Disengagement from Western and Eastern Europe

Interviewer:
WERE YOU CONCERNED AT ALL ABOUT THE SOVIET UNION OR THE WARSAW PACT AND THEIR DESIGNS ON WESTERN EUROPE IN THE EARLY '60S?
Raskin:
I was concerned about what was going on in east Europe, and I felt strongly that what we should do is undertake a security program and a diplomatic program that would result in the Russians getting out of east Europe, that would include a pullback for the United States from west Europe as well. My view was, and remains, that west European culture is much more attractive and stronger than we, than east European culture, and the result of that would be, in fact, ah, a, a coming, ah, a, a, a coming together between both west and east Europe, in a very good and profound way.
Interviewer:
IS THAT WISHFUL THINKING? HOW WOULD YOU HAVE GOTTEN THE SOVIETS TO...
Raskin:
Well, the fact is that the, the Soviets at that time, in the 1950s, had agreed to the Rapacki plan, which specifically, ah, moved toward... ah... indeed... its position was nuclear disarmament, moving toward a conventional withdrawal.

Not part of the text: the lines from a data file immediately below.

//! Schema validation of raw block payloads.

use crate::block::*;
use crate::registry::{schema_for, FieldRule, FieldSpec};
use serde::de::DeserializeOwned;
use serde_json::{Map, Value};
use thiserror::Error;

#[derive(Error, Debug, Clone, PartialEq)]
pub enum SchemaError {
    #[error("Unknown block type: {0}")]
    UnknownType(String),

    #[error("{block_type}: data must be a JSON object")]
    NotAnObject { block_type: BlockType },

    #[error("{block_type}: missing required field `{field}`")]
    MissingField { block_type: BlockType, field: String },

    #[error("{block_type}: unknown field `{field}`")]
    UnknownField { block_type: BlockType, field: String },

    #[error("{block_type}: invalid field `{field}`: {reason}")]
    InvalidField {
        block_type: BlockType,
        field: String,
        reason: String,
    },

    #[error("Cannot change block type from {from} to {to}")]
    TypeChange { from: BlockType, to: BlockType },

    #[error("{block_type}: {message}")]
    Malformed { block_type: BlockType, message: String },
}

/// Validate `data` against the schema registered for `block_type`
pub fn validate(block_type: &str, data: &Value) -> Result<BlockData, SchemaError> {
    let kind: BlockType = block_type.parse()?;
    validate_kind(kind, data)
}

/// Validate `data` against the schema of an already-known block type
pub fn validate_kind(kind: BlockType, data: &Value) -> Result<BlockData, SchemaError> {
    let object = data
        .as_object()
        .ok_or(SchemaError::NotAnObject { block_type: kind })?;

    check_fields(kind, "", object, schema_for(kind).fields)?;

    match kind {
        BlockType::Hero => decode(kind, data).map(BlockData::Hero),
        BlockType::Text => decode(kind, data).map(BlockData::Text),
        BlockType::Image => decode(kind, data).map(BlockData::Image),
        BlockType::Gallery => decode(kind, data).map(BlockData::Gallery),
        BlockType::Features => decode(kind, data).map(BlockData::Features),
        BlockType::Pricing => decode(kind, data).map(BlockData::Pricing),
        BlockType::Cta => decode(kind, data).map(BlockData::Cta),
        BlockType::Form => decode(kind, data).map(BlockData::Form),
        BlockType::Product => decode(kind, data).map(BlockData::Product),
        BlockType::Embed => decode(kind, data).map(BlockData::Embed),
        BlockType::Footer => decode(kind, data).map(BlockData::Footer),
    }
}

fn decode<T: DeserializeOwned>(kind: BlockType, data: &Value) -> Result<T, SchemaError> {
    serde_json::from_value(data.clone()).map_err(|e| SchemaError::Malformed {
        block_type: kind,
        message: e.to_string(),
    })
}

fn field_path(prefix: &str, name: &str) -> String {
    if prefix.is_empty() {
        name.to_string()
    } else {
        format!("{prefix}.{name}")
    }
}

fn check_fields(
    kind: BlockType,
    prefix: &str,
    object: &Map<String, Value>,
    fields: &[FieldSpec],
) -> Result<(), SchemaError> {
    if let Some(unknown) = object.keys().find(|k| !fields.iter().any(|f| f.name == *k)) {
        return Err(SchemaError::UnknownField {
            block_type: kind,
            field: field_path(prefix, unknown),
        });
    }

    for spec in fields {
        let path = field_path(prefix, spec.name);
        match object.get(spec.name) {
            None | Some(Value::Null) if spec.required => {
                return Err(SchemaError::MissingField {
                    block_type: kind,
                    field: path,
                });
            }
            None | Some(Value::Null) => {}
            Some(value) => check_rule(kind, &path, value, spec.rule)?,
        }
    }

    Ok(())
}

/// ASCII letter first, then letters, digits, `-` or `_`; at most `max` bytes
pub fn is_identifier(text: &str, max: usize) -> bool {
    let mut chars = text.chars();
    matches!(chars.next(), Some(c) if c.is_ascii_alphabetic())
        && text.len() <= max
        && chars.all(|c| c.is_ascii_alphanumeric() || c == '-' || c == '_')
}

fn check_rule(kind: BlockType, path: &str, value: &Value, rule: FieldRule) -> Result<(), SchemaError> {
    let invalid = |reason: String| SchemaError::InvalidField {
        block_type: kind,
        field: path.to_string(),
        reason,
    };

    match rule {
        FieldRule::Text { min, max } => {
            let text = value.as_str().ok_or_else(|| invalid("expected a string".into()))?;
            check_text(text, min, max).map_err(invalid)
        }
        FieldRule::Identifier { max } => {
            let text = value.as_str().ok_or_else(|| invalid("expected a string".into()))?;
            if is_identifier(text, max) {
                Ok(())
            } else {
                Err(invalid(format!(
                    "`{text}` must start with a letter and use only letters, digits, `-` or `_` (at most {max})"
                )))
            }
        }
        FieldRule::Url => {
            let text = value.as_str().ok_or_else(|| invalid("expected a string".into()))?;
            if is_well_formed_url(text) {
                Ok(())
            } else {
                Err(invalid(format!("`{text}` is not a well-formed URL")))
            }
        }
        FieldRule::Choice(options) => {
            let text = value.as_str().ok_or_else(|| invalid("expected a string".into()))?;
            if options.contains(&text) {
                Ok(())
            } else {
                Err(invalid(format!("must be one of: {}", options.join(", "))))
            }
        }
        FieldRule::Integer { min, max } => {
            let n = value.as_i64().ok_or_else(|| invalid("expected an integer".into()))?;
            if (min..=max).contains(&n) {
                Ok(())
            } else {
                Err(invalid(format!("must be between {min} and {max}")))
            }
        }
        FieldRule::Flag => {
            if value.is_boolean() {
                Ok(())
            } else {
                Err(invalid("expected true or false".into()))
            }
        }
        FieldRule::TextList { min, max, max_len } => {
            let items = value.as_array().ok_or_else(|| invalid("expected a list".into()))?;
            check_count(items.len(), min, max).map_err(&invalid)?;
            for (i, item) in items.iter().enumerate() {
                let text = item
                    .as_str()
                    .ok_or_else(|| invalid(format!("item {i} is not a string")))?;
                check_text(text, 1, max_len).map_err(|reason| invalid(format!("item {i} {reason}")))?;
            }
            Ok(())
        }
        FieldRule::List { min, max, item } => {
            let items = value.as_array().ok_or_else(|| invalid("expected a list".into()))?;
            check_count(items.len(), min, max).map_err(&invalid)?;
            for (i, entry) in items.iter().enumerate() {
                let entry_path = format!("{path}[{i}]");
                let object = entry.as_object().ok_or_else(|| SchemaError::InvalidField {
                    block_type: kind,
                    field: entry_path.clone(),
                    reason: "expected an object".into(),
                })?;
                check_fields(kind, &entry_path, object, item)?;
            }
            Ok(())
        }
    }
}

fn check_text(text: &str, min: usize, max: usize) -> Result<(), String> {
    let len = text.chars().count();
    if min > 0 && text.trim().is_empty() {
        Err("must not be blank".into())
    } else if len < min {
        Err(format!("must be at least {min} characters"))
    } else if len > max {
        Err(format!("must be at most {max} characters"))
    } else {
        Ok(())
    }
}

fn check_count(len: usize, min: usize, max: usize) -> Result<(), String> {
    if len < min {
        Err(format!("needs at least {min} entries"))
    } else if len > max {
        Err(format!("allows at most {max} entries"))
    } else {
        Ok(())
    }
}

/// Whether `url` is acceptable as a link or asset reference.
///
/// Accepted: `http(s)://host[...]`, root-relative paths (`/about`),
/// in-page anchors (`#contact`) and `mailto:` addresses. Anything else,
/// including `javascript:` and protocol-relative `//host`, is refused.
pub fn is_well_formed_url(url: &str) -> bool {
    if url.is_empty() || url.chars().any(|c| c.is_whitespace() || c.is_control()) {
        return false;
    }

    if let Some(rest) = url
        .strip_prefix("https://")
        .or_else(|| url.strip_prefix("http://"))
    {
        let host = rest.split(['/', '?', '#']).next().unwrap_or_default();
        return !host.is_empty()
            && !host.starts_with(['.', '-', ':'])
            && host
                .chars()
                .all(|c| c.is_ascii_alphanumeric() || matches!(c, '.' | '-' | ':'));
    }

    if let Some(address) = url.strip_prefix("mailto:") {
        return address
            .split_once('@')
            .is_some_and(|(user, domain)| !user.is_empty() && domain.contains('.'));
    }

    (url.starts_with('/') && !url.starts_with("//")) || (url.starts_with('#') && url.len() > 1)
}
//! # Sitecraft Editor
//!
//! The operation protocol: how proposed edits become document snapshots.
//!
//! ## Architecture
//!
//! ```text
//! ┌─────────────────────────────────────────────┐
//! │ AI provider / user: Changeset of Operations │
//! └─────────────────────────────────────────────┘
//!                     ↓ propose
//! ┌─────────────────────────────────────────────┐
//! │ editor: EditSession                         │
//! │  - accept / dismiss each operation          │
//! │  - map → schema-validate → gate → apply     │
//! │  - idempotent by operation id               │
//! │  - undo/redo over retained snapshots        │
//! └─────────────────────────────────────────────┘
//!                     ↓
//! ┌─────────────────────────────────────────────┐
//! │ document: next immutable snapshot           │
//! └─────────────────────────────────────────────┘
//! ```
//!
//! ## Usage
//!
//! ```rust,ignore
//! use sitecraft_editor::{EditSession, GateContext};
//!
//! let mut session = EditSession::new(document);
//! session.propose(changeset)?;
//!
//! let gate = PlanGate::new(&catalog, &usage);
//! let report = session.apply_all(&changeset_id, &GateContext::new(customer, &gate))?;
//! for rejection in &report.rejected {
//!     println!("{}: {}", rejection.operation, rejection.error);
//! }
//! ```

mod errors;
mod history;
mod operations;
mod session;

pub use errors::EditorError;
pub use history::{History, DEFAULT_HISTORY_DEPTH};
pub use operations::{
    Changeset, ChangesetId, Operation, OperationId, OperationKind, OperationState, Preview, TokenUsage,
};
pub use session::{ApplyReport, EditSession, GateContext, Rejection};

Now, whether or not they would do it today, I don't know. Ah, under Brezhnev, I think the answer is no, they, ah, they wouldn't. Under, uh, uh, Gorbachev the answer may be yes. But whatever their position is, that should be our position.
Interviewer:
SO IF THEY DON'T AGREE TO MOVE BACK, WE SHOULDN'T.
Raskin:
No, if they don't agree to move back, we should indeed, ah, see how many troops we want to continue in west Europe, ah, in terms of our own defenses and defenses of the, uh, west Europeans, and, uh, pull back accordingly, if that makes sense to us. I'm for a negotiated disengagement, ah, between western and east Europe. I also happen to think that the number of troops, and number of weapons we have in west Europe, is far beyond anything that we need.
Interviewer:
I THINK THAT DOES IT. ARE YOU HAPPY?
Raskin:
Fine.
[END OF TAPE C05003 AND TRANSCRIPT]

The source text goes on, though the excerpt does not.